BNP Paribas SA is shrinking its operations in the Turkish lira market following a regulatory clampdown that briefly barred local lenders from trading with the French bank this month, according to three people with knowledge of the matter.

The bank’s foreign-exchange prime-brokerage unit, which caters to hedge funds and other institutions, has stopped offering customers new Turkish lira trades, the people said, who asked not be named as the details aren’t public.

Paris-based BNP Paribas will only process trades that maintain or reduce clients’ positions, one of the people said.

Earlier this month, as the lira tumbled to a record low, Turkey’s banking regulator banned local lenders from trading the currency with Citigroup Inc., UBS Group AG and BNP Paribas, a decision that was reversed within days. The lenders face an investigation to determine whether they manipulated the currency, the regulator said May 10, before the trading restriction was lifted. Murray Parker, a spokesman for BNP Paribas in London, declined to comment. Edwina Frawley-Gangahar, a spokeswoman for Citigroup, and Hana Dunn at UBS both declined to comment.

BNP Paribas is one of the biggest financial intermediaries for the lira and has a stake in Turkish lender Turk Ekonomi Bankasi AS. Its decision to retreat from the Turkish currency market underscores how fragile relations between investors and authorities have become amid the latest market rout, which authorities blamed speculators abroad for orchestrating. It also shows how difficult it has become amid the latest market rout, which authorities blamed speculators abroad for orchestrating. It also shows how difficult it has become for foreigners to trade the lira. In a bid to stand in the way of short sellers, the banking regulator has choked off foreign investors’ access to liquidity. But the approach has only exacerbated capital outflows, bifurcated the market and widened bid-ask spreads, giving way to erratic price swings.



Highlighting the lack of liquidity in the lira market, the overnight implied yield on the currency — the cost that foreign investors bare to fund lira positions — spiked to over 25% earlier in May. That compares with the central bank’s weighted-cost of funding of just over 8%.

BNP Paribas’ decision could also ripple across other corners of the market, forcing smaller brokerages to unwind their operations in the cross.

Last week, Clearstream Banking and Euroclear Bank jointly decided to suspend Turkish lira transactions over a shared platform, while earlier this month, Turkey’s largest currency brokerages said they are no longer executing new lira trades for leveraged retail clients.
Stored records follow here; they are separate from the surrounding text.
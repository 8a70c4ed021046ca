use chrono::{DateTime, Utc};
use serde::{Deserialize, Serialize};
use uuid::Uuid;

use crate::run::PrMode;

/// Wire shape published by the Control Plane and consumed by the Execution
/// Engine (spec §6). Validation is exact: any missing or mistyped field means
/// the message is acked and dropped, never retried.
#[derive(Debug, Clone, PartialEq, Eq, Serialize, Deserialize)]
pub struct RunQueueMessage {
    pub run_id: Uuid,
    pub repo_id: Uuid,
    pub issue_number: i64,
    pub requested_at: DateTime<Utc>,
    pub pr_mode: PrMode,
    pub requestor: String,
}

/// Outcome a consumer reports back to the queue transport for a single
/// delivery attempt.
#[derive(Debug, Clone, Copy, PartialEq, Eq, Serialize, Deserialize)]
#[serde(rename_all = "snake_case")]
pub enum DeliveryOutcome {
    Ack,
    Retry,
}
use async_trait::async_trait;
use orch_types::RunQueueMessage;

use crate::error::EnqueueError;

/// Publish side of the queue abstraction (spec §2/§6): the control plane's
/// only interaction with the queue is `publish`. At-least-once, no ordering
/// guarantee across runs.
#[async_trait]
pub trait Queue: Send + Sync {
    async fn publish(&self, message: RunQueueMessage) -> Result<(), EnqueueError>;
}
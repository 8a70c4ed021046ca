use std::time::Duration;

use orch_types::run::Station;
use sqlx::PgPool;
use tokio::task::JoinHandle;
use uuid::Uuid;

/// `runs.heartbeat_at` is refreshed on this cadence while a station is in
/// progress.
pub const HEARTBEAT_PERIOD: Duration = Duration::from_secs(5);

/// A `running` run whose heartbeat (or, absent a heartbeat, `started_at`) is
/// at least this old is eligible for takeover.
pub const STALE_THRESHOLD: Duration = Duration::from_secs(30);

/// Owns the background ticker task spawned by [`spawn`]. Scoped to a single
/// station's execution, so `Drop` aborts the task on every exit path
/// (`?`, early return, or panic) without requiring a manual teardown call
/// at each call site.
pub struct HeartbeatGuard {
    handle: JoinHandle<()>,
}

impl Drop for HeartbeatGuard {
    fn drop(&mut self) {
        self.handle.abort();
    }
}

/// Spawn a ticker that refreshes `(current_station, heartbeat_at)` every
/// [`HEARTBEAT_PERIOD`] while the returned guard is alive. A failed write is
/// logged and the loop continues — the next tick tries again.
pub fn spawn(pool: PgPool, run_id: Uuid, station: Station) -> HeartbeatGuard {
    let handle = tokio::spawn(async move {
        let mut ticker = tokio::time::interval(HEARTBEAT_PERIOD);
        ticker.tick().await; // first tick fires immediately; skip it
        loop {
            ticker.tick().await;
            if let Err(err) = orch_store::run::touch_heartbeat(&pool, run_id, station).await {
                tracing::warn!(%run_id, station = station.as_str(), error = %err, "heartbeat write failed");
            }
        }
    });
    HeartbeatGuard { handle }
}
//! Queue abstraction: at-least-once, ack/retry delivery (spec §2/§6). Ships
//! an in-process implementation used by the execution engine's local
//! `/__queue/consume` test harness; a production deployment plugs in an
//! external transport behind the same [`Queue`] trait.

pub mod error;
pub mod in_memory;
pub mod queue;

pub use error::EnqueueError;
pub use in_memory::{FailingQueue, InMemoryQueue};
pub use queue::Queue;
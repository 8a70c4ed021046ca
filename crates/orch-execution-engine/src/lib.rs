//! HTTP surface over the queue-consumer station pipeline. The actual state
//! machine (claiming, heartbeats, `executeStation`) lives in `orch-engine`;
//! this crate wires it to a configured Coderunner adapter and a synthetic
//! HTTP delivery endpoint for local and test use.

pub mod adapter_factory;
pub mod routes;
pub mod state;

pub use adapter_factory::build_adapter;
pub use routes::build_router;
pub use state::AppState;
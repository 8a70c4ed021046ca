use chrono::{DateTime, Utc};
use serde::{Deserialize, Serialize};
use uuid::Uuid;

/// A registered dispatch target repository. Unique on `(owner, name)`.
#[derive(Debug, Clone, Serialize, Deserialize)]
pub struct Repo {
    pub id: Uuid,
    pub owner: String,
    pub name: String,
    pub default_branch: String,
    pub config_path: Option<String>,
    pub enabled: bool,
    pub created_at: DateTime<Utc>,
    pub updated_at: DateTime<Utc>,
}

impl Repo {
    pub fn slug(&self) -> String {
        format!("{}/{}", self.owner, self.name)
    }
}

/// Inputs for `register_repo`. `default_branch` defaults to `"main"` and
/// `enabled` defaults to `true` when omitted.
#[derive(Debug, Clone, Serialize, Deserialize)]
pub struct NewRepo {
    pub owner: String,
    pub name: String,
    pub default_branch: Option<String>,
    pub config_path: Option<String>,
    pub enabled: Option<bool>,
}

pub const DEFAULT_BRANCH: &str = "main";
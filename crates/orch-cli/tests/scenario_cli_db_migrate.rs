//! `orch db migrate` / `orch db status` against a real Postgres instance.
//! Skipped when `ORCH_DATABASE_URL` isn't set (local + CI friendly).

use assert_cmd::prelude::*;
use predicates::prelude::*;

#[tokio::test]
async fn db_migrate_then_status_reports_ok() -> anyhow::Result<()> {
    let url = match std::env::var(orch_store::ENV_DB_URL) {
        Ok(v) => v,
        Err(_) => {
            eprintln!("SKIP: ORCH_DATABASE_URL not set");
            return Ok(());
        }
    };

    let mut migrate_cmd = assert_cmd::Command::cargo_bin("orch")?;
    migrate_cmd.env(orch_store::ENV_DB_URL, &url).args(["db", "migrate"]);
    migrate_cmd.assert().success().stdout(predicate::str::contains("migrations_applied=true"));

    let mut status_cmd = assert_cmd::Command::cargo_bin("orch")?;
    status_cmd.env(orch_store::ENV_DB_URL, &url).args(["db", "status"]);
    status_cmd.assert().success().stdout(predicate::str::contains("db_ok=true"));

    Ok(())
}
//! Non-terminal external job then resume: the first
//! delivery gets a non-terminal job handle from the coderunner, persists
//! `externalRef` on the still-`running` station, and retries. Once the
//! heartbeat goes stale, the second delivery resumes with
//! `resume.externalRef` set and never calls `submitJob` again.
//!
//! Skipped when `ORCH_DATABASE_URL` isn't set.

use std::sync::Arc;
use std::time::Duration;

use chrono::{Duration as ChronoDuration, Utc};
use httpmock::prelude::*;
use orch_coderunner::ExternalCoderunnerAdapter;
use orch_store::run::NewRunParams;
use orch_testkit::Harness;
use orch_types::{PrMode, RunQueueMessage};
use serde_json::json;
use uuid::Uuid;

async fn connect_test_pool() -> Option<sqlx::PgPool> {
    match std::env::var(orch_store::ENV_DB_URL) {
        Ok(url) => {
            let pool = orch_store::connect(&url).await.expect("connect to test database");
            orch_store::migrate(&pool).await.expect("migrate test database");
            Some(pool)
        }
        Err(_) => None,
    }
}

#[tokio::test]
async fn non_terminal_job_resumes_without_resubmitting() {
    let Some(pool) = connect_test_pool().await else {
        eprintln!("SKIP: ORCH_DATABASE_URL not set");
        return;
    };

    let server = MockServer::start();
    let submit = server.mock(|when, then| {
        when.method(POST).path("/jobs");
        then.status(200).json_body(json!({"externalRef": "job-1", "status": "running"}));
    });
    let status_check = server.mock(|when, then| {
        when.method(GET).path("/jobs/job-1/status");
        then.status(200).json_body(json!({"externalRef": "job-1", "status": "succeeded"}));
    });
    let result = server.mock(|when, then| {
        when.method(GET).path("/jobs/job-1/result");
        then.status(200).json_body(json!({"status": "succeeded", "summary": "implemented", "logs": null}));
    });

    let adapter = Arc::new(ExternalCoderunnerAdapter::new(server.base_url(), None, Duration::from_secs(5)).unwrap());
    let harness = Harness::with_adapter(pool.clone(), adapter);

    let repo = orch_store::repo::register_repo(
        &pool,
        &orch_types::NewRepo {
            owner: format!("ext-owner-{}", Uuid::new_v4()),
            name: format!("ext-repo-{}", Uuid::new_v4()),
            default_branch: None,
            config_path: None,
            enabled: Some(true),
        },
    )
    .await
    .expect("register repo");

    let run_id = Uuid::new_v4();
    orch_store::run::insert_queued_run(
        &pool,
        NewRunParams {
            id: run_id,
            repo_id: repo.id,
            issue_number: 9,
            goal: None,
            requestor: "dana",
            base_branch: &repo.default_branch,
            pr_mode: PrMode::Draft,
        },
    )
    .await
    .expect("insert run");

    let message = RunQueueMessage {
        run_id,
        repo_id: repo.id,
        issue_number: 9,
        requested_at: Utc::now(),
        pr_mode: PrMode::Draft,
        requestor: "dana".to_string(),
    };

    // First delivery: intake and plan complete deterministically, then
    // implement hits the coderunner and gets a non-terminal handle back.
    let outcome = harness.deliver(&message).await;
    assert_eq!(outcome, orch_types::DeliveryOutcome::Retry);
    submit.assert_hits(1);

    let implement = orch_store::station::get_station_execution(&pool, run_id, orch_types::run::Station::Implement)
        .await
        .unwrap()
        .expect("implement station row exists");
    assert_eq!(implement.status, orch_types::StationStatus::Running);
    assert_eq!(implement.external_ref.as_deref(), Some("job-1"));

    // Force staleness so the takeover CAS in claim_stale_cas succeeds.
    let stale_heartbeat = Utc::now() - ChronoDuration::seconds(60);
    sqlx::query("update runs set heartbeat_at = $2 where id = $1")
        .bind(run_id)
        .bind(stale_heartbeat)
        .execute(&pool)
        .await
        .unwrap();

    let outcome = harness.deliver(&message).await;
    assert_eq!(outcome, orch_types::DeliveryOutcome::Ack);
    submit.assert_hits(1);
    status_check.assert();
    result.assert();

    let run = orch_store::run::get_run(&pool, run_id).await.unwrap().expect("run exists");
    assert_eq!(run.status, orch_types::RunStatus::Succeeded);
}
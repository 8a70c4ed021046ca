//! Bounded-string helpers shared by run failure reasons, station summaries,
//! and runner log excerpts (spec §7/§9: 500 chars for summaries/reasons,
//! 4000 chars for log excerpts).

pub const SUMMARY_LIMIT: usize = 500;
pub const LOG_EXCERPT_LIMIT: usize = 4000;

const TRUNCATION_SUFFIX: &str = "… (truncated)";

/// Truncate `s` to at most `limit` chars, appending a truncation marker when
/// truncation occurred. Operates on `char` boundaries so multi-byte UTF-8
/// text is never split mid-codepoint.
pub fn truncate_with_marker(s: &str, limit: usize) -> String {
    if s.chars().count() <= limit {
        return s.to_string();
    }

    let keep = limit.saturating_sub(TRUNCATION_SUFFIX.chars().count());
    let head: String = s.chars().take(keep).collect();
    format!("{head}{TRUNCATION_SUFFIX}")
}

pub fn truncate_summary(s: &str) -> String {
    truncate_with_marker(s, SUMMARY_LIMIT)
}

/// Truncate a log excerpt to [`LOG_EXCERPT_LIMIT`] chars. Returns the
/// (possibly truncated) text plus whether truncation occurred and the
/// original length — both persisted onto the artifact per spec §4.3 step 8.
pub struct LogExcerpt {
    pub text: String,
    pub truncated: bool,
    pub original_length: usize,
}

pub fn excerpt_logs(s: &str) -> LogExcerpt {
    let original_length = s.chars().count();
    if original_length <= LOG_EXCERPT_LIMIT {
        return LogExcerpt {
            text: s.to_string(),
            truncated: false,
            original_length,
        };
    }

    let head: String = s.chars().take(LOG_EXCERPT_LIMIT).collect();
    LogExcerpt {
        text: format!("{head}\n… (truncated, original length {original_length} chars)"),
        truncated: true,
        original_length,
    }
}

#[cfg(test)]
mod tests {
    use super::*;

    #[test]
    fn short_string_untouched() {
        let s = "hello";
        assert_eq!(truncate_with_marker(s, 500), "hello");
    }

    #[test]
    fn long_string_truncated_with_marker() {
        let s = "x".repeat(600);
        let out = truncate_with_marker(&s, 500);
        assert!(out.chars().count() <= 500);
        assert!(out.ends_with("(truncated)"));
    }

    #[test]
    fn exactly_4000_not_truncated() {
        let s = "a".repeat(4000);
        let out = excerpt_logs(&s);
        assert!(!out.truncated);
        assert_eq!(out.text.chars().count(), 4000);
    }

    #[test]
    fn over_4000_truncated_with_original_length() {
        let s = "a".repeat(4001);
        let out = excerpt_logs(&s);
        assert!(out.truncated);
        assert_eq!(out.original_length, 4001);
        assert!(out.text.contains("4001"));
    }
}
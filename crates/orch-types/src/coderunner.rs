use serde::{Deserialize, Serialize};
use uuid::Uuid;

use crate::run::PrMode;

/// `repo:{id,owner,name,baseBranch,configPath}` slice of `CoderunnerTaskInput` (spec §6).
#[derive(Debug, Clone, Serialize, Deserialize)]
pub struct CoderunnerRepoRef {
    pub id: Uuid,
    pub owner: String,
    pub name: String,
    pub base_branch: String,
    pub config_path: Option<String>,
}

/// Carries the prior `externalRef` (and parsed metadata) when a phase is
/// being resumed rather than submitted fresh. When present, the adapter MUST
/// poll rather than call `submitJob` again (spec §3 invariant).
#[derive(Debug, Clone, Serialize, Deserialize)]
pub struct ResumeHandle {
    pub external_ref: String,
    #[serde(default, skip_serializing_if = "Option::is_none")]
    pub metadata: Option<serde_json::Value>,
}

#[derive(Debug, Clone, Serialize, Deserialize)]
pub struct CoderunnerTaskInput {
    pub run_id: Uuid,
    pub issue_number: i64,
    #[serde(default, skip_serializing_if = "Option::is_none")]
    pub goal: Option<String>,
    pub requestor: String,
    pub pr_mode: PrMode,
    pub repo: CoderunnerRepoRef,
    #[serde(default, skip_serializing_if = "Option::is_none")]
    pub resume: Option<ResumeHandle>,
}

/// Terminal outcomes an adapter (mock or external) may report. Non-terminal
/// progress is represented by the *absence* of an outcome — see
/// [`StationExecutionResponse`].
#[derive(Debug, Clone, Copy, PartialEq, Eq, Serialize, Deserialize)]
#[serde(rename_all = "snake_case")]
pub enum StationOutcome {
    Succeeded,
    Failed,
    Canceled,
    Timeout,
}

impl StationOutcome {
    pub fn is_success(&self) -> bool {
        matches!(self, StationOutcome::Succeeded)
    }
}

/// Tagged union distinguishing non-terminal (`outcome: null`) from terminal
/// station responses by a single discriminant, per spec §9's guidance to
/// encode this as a sum type rather than an optional-field struct.
#[derive(Debug, Clone, Serialize, Deserialize)]
#[serde(untagged)]
pub enum StationExecutionResponse {
    NonTerminal {
        summary: String,
        external_ref: String,
        #[serde(default, skip_serializing_if = "Option::is_none")]
        metadata: Option<serde_json::Value>,
    },
    Terminal {
        outcome: StationOutcome,
        summary: String,
        #[serde(default, skip_serializing_if = "Option::is_none")]
        external_ref: Option<String>,
        #[serde(default, skip_serializing_if = "Option::is_none")]
        metadata: Option<serde_json::Value>,
        #[serde(default, skip_serializing_if = "Option::is_none")]
        logs_inline: Option<String>,
    },
}

impl StationExecutionResponse {
    pub fn summary(&self) -> &str {
        match self {
            StationExecutionResponse::NonTerminal { summary, .. } => summary,
            StationExecutionResponse::Terminal { summary, .. } => summary,
        }
    }

    pub fn external_ref(&self) -> Option<&str> {
        match self {
            StationExecutionResponse::NonTerminal { external_ref, .. } => Some(external_ref.as_str()),
            StationExecutionResponse::Terminal { external_ref, .. } => external_ref.as_deref(),
        }
    }

    pub fn metadata(&self) -> Option<&serde_json::Value> {
        match self {
            StationExecutionResponse::NonTerminal { metadata, .. } => metadata.as_ref(),
            StationExecutionResponse::Terminal { metadata, .. } => metadata.as_ref(),
        }
    }
}

/// Error category classifying adapter failures (spec §6). Drives the
/// `retryable` flag propagated up to the engine's exception handling.
#[derive(Debug, Clone, Copy, PartialEq, Eq, Serialize, Deserialize)]
#[serde(rename_all = "snake_case")]
pub enum ErrorCategory {
    Config,
    Auth,
    TransportRetryable,
    Provider,
}

impl ErrorCategory {
    /// Only `TransportRetryable` is retryable; config/auth/provider failures
    /// are terminal station failures (spec §7 error taxonomy).
    pub fn is_retryable(&self) -> bool {
        matches!(self, ErrorCategory::TransportRetryable)
    }
}

#[derive(Debug, Clone)]
pub struct CoderunnerError {
    pub category: ErrorCategory,
    pub message: String,
}

impl CoderunnerError {
    pub fn is_retryable(&self) -> bool {
        self.category.is_retryable()
    }
}

impl std::fmt::Display for CoderunnerError {
    fn fmt(&self, f: &mut std::fmt::Formatter<'_>) -> std::fmt::Result {
        write!(f, "coderunner error [{:?}]: {}", self.category, self.message)
    }
}

impl std::error::Error for CoderunnerError {}

#[cfg(test)]
mod tests {
    use super::*;

    #[test]
    fn non_terminal_response_round_trips_without_outcome() {
        let resp = StationExecutionResponse::NonTerminal {
            summary: "waiting on job".into(),
            external_ref: "job-1".into(),
            metadata: None,
        };
        let json = serde_json::to_value(&resp).unwrap();
        assert!(json.get("outcome").is_none());
        assert_eq!(resp.external_ref(), Some("job-1"));
    }

    #[test]
    fn only_transport_retryable_is_retryable() {
        assert!(ErrorCategory::TransportRetryable.is_retryable());
        assert!(!ErrorCategory::Config.is_retryable());
        assert!(!ErrorCategory::Auth.is_retryable());
        assert!(!ErrorCategory::Provider.is_retryable());
    }
}
//! Command handler modules for orch-cli.
//!
//! `db` talks to Postgres directly (same pool-connect path as the two HTTP
//! services); `repo` and `run` talk to the control plane over HTTP, since
//! that's the only component that owns idempotency and enqueue.

pub mod db;
pub mod repo;
pub mod run;

use anyhow::{Context, Result};

/// Thin HTTP client wrapper: base URL + bearer secret, both read from the
/// environment once at startup so every subcommand shares one source of
/// truth instead of re-reading env vars per call.
pub struct CliClient {
    pub http: reqwest::Client,
    pub base_url: String,
    pub bearer_secret: String,
}

impl CliClient {
    pub fn from_env() -> Result<Self> {
        let base_url = std::env::var("ORCH_CLI_BASE_URL").unwrap_or_else(|_| "http://127.0.0.1:8081".to_string());
        let bearer_secret = std::env::var("ORCH_CONTROL_PLANE_SECRET")
            .context("missing required environment variable ORCH_CONTROL_PLANE_SECRET")?;

        Ok(Self {
            http: reqwest::Client::new(),
            base_url,
            bearer_secret,
        })
    }

    pub fn url(&self, path: &str) -> String {
        format!("{}{}", self.base_url.trim_end_matches('/'), path)
    }

    pub fn authed(&self, builder: reqwest::RequestBuilder) -> reqwest::RequestBuilder {
        builder.bearer_auth(&self.bearer_secret)
    }
}

/// Prints a response body as pretty JSON, or raises an error describing the
/// non-2xx status and body for the user.
pub async fn print_or_fail(resp: reqwest::Response) -> Result<serde_json::Value> {
    let status = resp.status();
    let body: serde_json::Value = resp.json().await.unwrap_or(serde_json::Value::Null);

    if !status.is_success() {
        anyhow::bail!("request failed: {} {}", status, serde_json::to_string(&body).unwrap_or_default());
    }

    println!("{}", serde_json::to_string_pretty(&body)?);
    Ok(body)
}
The currency fell to an all-time low of 7.2690 per dollar on May 7. It has since recovered ground, touching a session high of 6.8143 earlier on Monday.

According to the latest central bank data and Bloomberg calculations, foreign accounts on average made up 32% of all Turkish lira spot, forward and swap transactions with Turkish banks over the 30 trading days through May 5, a record low. That’s down from a high of 65% in February 2018.